Get the parking brake problem fixed. It's going to take adjustement, and/or replacement parking brake cables (if they are seized), and/or replacement rear brake calipers (if the parking brake cables are good, and the rear brake pad clearance is adjusted properly, but the parking brake does not engage on the calipers when the parking brake handle is pulled).


----------



## tojr1088 (Feb 25, 2009)

*Re: brakes are very weak...tried searching please help...... (germancarnut51)*

thank u for the instant response.....yes i have a feeling whoever did the rears must have not properly pressed in the pistons on the rear messing up the self adjustment....i will try to readjust or reset it btu my parking break works just has alot of free play and doesnt grab very well....will take a look...any other insight is appreciated


----------



## tojr1088 (Feb 25, 2009)

*Re: brakes are very weak...tried searching please help...... (tojr1088)*

ok so i just re bled the brakes but this time used a power bleeder from motive products.....a little better sort of but the ebrake still barely locks the tires even in rain.....i checked the rear brakes and the pads are nice and snug and i dont think the adjuster is out of wack maybe my ebarke cables are just losse....but do you think my smushy feeling is potentially from poor quality pads....my friends mk4 requires about 1/3 less of pedal movement to do the same braking as my car......


----------



## Das Borgen (Sep 10, 2008)

*Re: brakes are very weak...tried searching please help...... (tojr1088)*

replace ur ebrake cables
they have a tendency to rust out on the mk3...might be same on the mk4
in any case, it s actually quite an easy job to do
lift car and support on stands
remove wheels
unhook parking brake cables from caliper
unhook cable from inside cabin
feed new cable through guide tubes (recommend replacing those also)
repeat for other side

read here for how to adjust on mk3 (must be very similar to mk4)
http://faculty.ccp.edu/faculty...x.htm

http://www.germanautoparts.com...ke/40


----------



## waabaah (Jun 24, 2006)

*Re: brakes are very weak...tried searching please help...... (Das Borgen)*

you probably haver air in the system. dotn get me wrong as a bad self adjusted caliper can lead to a soft pedal but most of the time when you get new pads, new rotors, that rear caliper position is all the way maxxed anyhow and maybe just one or two positions left.

how are you bleeding the car?


----------



## tojr1088 (Feb 25, 2009)

*Re: brakes are very weak...tried searching please help...... (waabaah)*

please read the thread.....i already said i bled the system using a motive power bleeder....i kno there is no air in the system....the pads and rotors are next to new.........however my moms 2002 toyota corolla stops 10 times better than my car


----------



## waabaah (Jun 24, 2006)

lol.. just because you have the newest technology bleeding thing going on doesnt mean that it is the best. power bleeders especially the vaccuum operated ones are sometimes bad. the reason being is because when you "crack" open the bleeders, air can escape between the threads of the bleeder and NOT your clear hose.
if air escapes that just means air is entering. its a double door.
but anyway..lets see if you can read. only four things that i know of to cause a low pedal.
1 air in system
2 rear brakes not adjusted..not to be confused with ebrake adjusting!
3 master cylinder leaking internally or externally
4 a leak in the lines or hoses
so with a quick process of elimination you can rule out 2 through 4 and that leaves number one. good luck. an when your bleeding your brakes again like a normal person, make sure your thinking of me..the one who cant read!



_Modified by waabaah at 1:00 PM 10-20-2009_


----------



## tojr1088 (Feb 25, 2009)

*Re: (waabaah)*

first off..... a motive power bleeder is arguably the best way to bleed out brakes....forcing new fluid all the way thru the lines from the master cylinder.....instead of the old fashioned way which alot of times is the reason air is still in the lines.....


----------



## germancarnut51 (Mar 23, 2008)

*Re: (tojr1088)*

If you got air into the ABS pump, you aren't going to get it out yourself.
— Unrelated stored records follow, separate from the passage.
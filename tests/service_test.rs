//! End-to-end tool tests through the service envelope.
//!
//! Every call goes through argument validation, the tool handlers and the
//! statement builders, against a scripted executor.

use serde_json::{Map, Value, json};
use ssms_mcp_server::SsmsService;
use ssms_mcp_server::db::{CallKind, MockExecutor, MockReply};
use ssms_mcp_server::models::{DatabaseTarget, QueryParam, ResultSet};
use std::sync::Arc;

fn setup(max_rows: u32) -> (Arc<MockExecutor>, SsmsService) {
    let mock = Arc::new(MockExecutor::new());
    (mock.clone(), SsmsService::new(mock, max_rows))
}

fn args(v: Value) -> Option<Map<String, Value>> {
    v.as_object().cloned()
}

#[tokio::test]
async fn test_get_tables_sorted_by_schema_then_name() {
    let (mock, service) = setup(1000);
    mock.rows(
        "INFORMATION_SCHEMA.TABLES",
        vec![
            json!({"schema": "App", "name": "User"}),
            json!({"schema": "App", "name": "Client"}),
        ],
    );

    let result = service.call("get_tables", args(json!({"target": "master"}))).await;

    assert!(result.success);
    assert_eq!(
        result.data.unwrap(),
        json!([
            {"schema": "App", "name": "Client"},
            {"schema": "App", "name": "User"}
        ])
    );
}

#[tokio::test]
async fn test_insert_then_query_file_detail() {
    let (mock, service) = setup(1000);
    mock.affected("INSERT INTO [dbo].[File_Detail]", 1);

    let inserted = service
        .call(
            "insert_data",
            args(json!({
                "target": "datamgmt",
                "table": "File_Detail",
                "data": {"FileName": "report.pdf", "FileSize": 2048}
            })),
        )
        .await;
    assert!(inserted.success, "{inserted:?}");
    assert_eq!(inserted.data.unwrap(), json!({"affected_rows": 1}));

    let insert = mock.last_call_matching("INSERT INTO").unwrap();
    assert_eq!(insert.kind, CallKind::Execute);
    assert_eq!(insert.target, DatabaseTarget::DataMgmt);
    assert_eq!(
        insert.statement.sql,
        "INSERT INTO [dbo].[File_Detail] ([FileName], [FileSize]) VALUES (@P1, @P2)"
    );
    assert_eq!(
        insert.statement.params,
        vec![QueryParam::from("report.pdf"), QueryParam::Int(2048)]
    );

    mock.rows(
        "FROM File_Detail",
        vec![json!({"FileName": "report.pdf", "FileSize": 2048})],
    );
    let queried = service
        .call(
            "execute_query",
            args(json!({
                "target": "datamgmt",
                "sql": "SELECT FileName, FileSize FROM File_Detail WHERE FileName = @name",
                "params": {"name": "report.pdf"}
            })),
        )
        .await;
    assert!(queried.success);
    assert_eq!(
        queried.data.unwrap(),
        json!({
            "rows": [{"FileName": "report.pdf", "FileSize": 2048}],
            "row_count": 1,
            "truncated": false
        })
    );
}

#[tokio::test]
async fn test_drop_is_rejected_without_round_trip() {
    let (mock, service) = setup(1000);

    for sql in [
        "DROP TABLE Users",
        "SELECT 1; DROP TABLE Users",
        "  -- comment\n TRUNCATE TABLE Users",
        "EXEC xp_cmdshell 'dir'",
        "EXEC ('DROP TABLE Users')",
        "WITH x AS (SELECT 1 AS a) SELECT a FROM x",
    ] {
        let result = service
            .call("execute_query", args(json!({"target": "master", "sql": sql})))
            .await;
        assert!(!result.success, "{sql} should be rejected");
        assert_eq!(result.error_kind.as_deref(), Some("validation"), "{sql}");
    }
    assert_eq!(mock.call_count(), 0);
}

#[tokio::test]
async fn test_empty_catalog_lists() {
    let (_mock, service) = setup(1000);
    for tool in ["get_tables", "get_views", "get_stored_procedures", "get_triggers"] {
        let result = service.call(tool, args(json!({"target": "datamgmt"}))).await;
        assert!(result.success, "{tool}");
        assert_eq!(result.data.unwrap(), json!([]), "{tool}");
    }
}

#[tokio::test]
async fn test_unconfigured_style_failure_surfaces_in_envelope() {
    let (mock, service) = setup(1000);
    mock.on_target(
        DatabaseTarget::Master,
        "INFORMATION_SCHEMA.TABLES",
        MockReply::Error("Login failed for user 'app'.".into()),
    );

    let failed = service.call("get_tables", args(json!({"target": "master"}))).await;
    assert!(!failed.success);
    assert!(failed.error.unwrap().contains("Login failed"));

    let other = service.call("get_tables", args(json!({"target": "datamgmt"}))).await;
    assert!(other.success);
}

#[tokio::test]
async fn test_update_where_params_cannot_shadow_columns() {
    let (mock, service) = setup(1000);
    let result = service
        .call(
            "update_data",
            args(json!({
                "target": "master",
                "table": "Users",
                "data": {"Name": "Ann"},
                "where_clause": "Name = @name",
                "where_params": {"name": "Bob"}
            })),
        )
        .await;
    assert!(!result.success);
    assert_eq!(result.error_kind.as_deref(), Some("validation"));
    assert_eq!(mock.call_count(), 0);
}

#[tokio::test]
async fn test_update_builds_parameterized_statement() {
    let (mock, service) = setup(1000);
    mock.affected("UPDATE [dbo].[Users]", 2);
    let result = service
        .call(
            "update_data",
            args(json!({
                "database": "master",
                "table_name": "Users",
                "data": {"Active": false},
                "where_clause": "Region = @region",
                "where_parameters": {"region": "EU"}
            })),
        )
        .await;
    assert_eq!(result.data.unwrap(), json!({"affected_rows": 2}));

    let call = mock.last_call_matching("UPDATE").unwrap();
    assert_eq!(
        call.statement.sql,
        "UPDATE [dbo].[Users] SET [Active] = @P1 WHERE Region = @P2"
    );
    assert_eq!(
        call.statement.params,
        vec![QueryParam::Bool(false), QueryParam::from("EU")]
    );
}

#[tokio::test]
async fn test_delete_requires_confirmation_and_safe_where() {
    let (mock, service) = setup(1000);

    let unconfirmed = service
        .call(
            "delete_data",
            args(json!({"target": "master", "table": "Users", "where_clause": "Id = @id", "where_params": {"id": 4}})),
        )
        .await;
    assert_eq!(unconfirmed.error_kind.as_deref(), Some("validation"));

    let stacked = service
        .call(
            "delete_data",
            args(json!({"target": "master", "table": "Users", "where_clause": "1=1; DROP TABLE Users", "confirm_delete": true})),
        )
        .await;
    assert_eq!(stacked.error_kind.as_deref(), Some("validation"));
    assert_eq!(mock.call_count(), 0);

    mock.affected("DELETE FROM [dbo].[Users]", 1);
    let deleted = service
        .call(
            "delete_data",
            args(json!({"target": "master", "table": "Users", "where_clause": "Id = @id", "where_params": {"id": 4}, "confirm_delete": true})),
        )
        .await;
    assert_eq!(deleted.data.unwrap(), json!({"affected_rows": 1}));
}

#[tokio::test]
async fn test_execute_procedure_with_output_parameter() {
    let (mock, service) = setup(1000);
    mock.rows(
        "INFORMATION_SCHEMA.PARAMETERS",
        vec![
            json!({"name": "@Region", "data_type": "varchar", "mode": "IN", "max_length": 10, "ordinal_position": 1}),
            json!({"name": "@Total", "data_type": "int", "mode": "INOUT", "ordinal_position": 2}),
        ],
    )
    .on(
        "EXEC [dbo].[usp_CountUsers]",
        MockReply::Sets(vec![
            ResultSet::from_rows(ssms_mcp_server::db::mock::rows_from_json(vec![
                json!({"Id": 1}),
                json!({"Id": 2}),
            ])),
            ResultSet::from_rows(ssms_mcp_server::db::mock::rows_from_json(vec![
                json!({"Total": 2}),
            ])),
        ]),
    );

    let result = service
        .call(
            "execute_procedure",
            args(json!({
                "target": "master",
                "procedure_name": "usp_CountUsers",
                "parameters": {"Region": "EU"},
                "output_parameters": ["Total"]
            })),
        )
        .await;
    assert!(result.success, "{result:?}");
    let data = result.data.unwrap();
    assert_eq!(data["output_parameters"], json!({"Total": 2}));
    assert_eq!(data["row_count"], 2);
    assert_eq!(data["result_sets"].as_array().unwrap().len(), 1);
}

#[tokio::test]
async fn test_get_schema_all_includes_database_info() {
    let (mock, service) = setup(1000);
    mock.rows(
        "SERVERPROPERTY",
        vec![json!({"database_name": "DataMgmt", "version": "Microsoft SQL Server 2022"})],
    );
    let result = service.call("get_schema", args(json!({"target": "datamgmt"}))).await;
    assert!(result.success, "{result:?}");
    let data = result.data.unwrap();
    assert_eq!(data["database"]["database_name"], "DataMgmt");
    assert_eq!(data["tables"], json!([]));
    assert!(data.get("relationships").is_none());
}

#[tokio::test]
async fn test_rows_truncated_at_server_cap() {
    let (mock, service) = setup(2);
    mock.rows(
        "FROM Users",
        vec![json!({"Id": 1}), json!({"Id": 2}), json!({"Id": 3})],
    );
    let result = service
        .call("execute_query", args(json!({"target": "master", "sql": "SELECT Id FROM Users"})))
        .await;
    let data = result.data.unwrap();
    assert_eq!(data["row_count"], 2);
    assert_eq!(data["truncated"], true);
}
You need to use vag.com to operate the ABS pump and purge the air, or take the car to a VW Dealer and let them do it for you.
The method that you use to bleed the brakes is not as important as the skill and experience of the person doing the bleeding.


----------



## tojr1088 (Feb 25, 2009)

*FV-QR*

well i kno i bled them good....not ne air bubble....and i had the abs pump cycled after the second time i bled them because i found out about that......i dont know why they dotn feel strong.....maybe my pads are just mushy or bad but they look new and my rotors look real good.....im hoping this has something to do with my rear parking brake adjusters


----------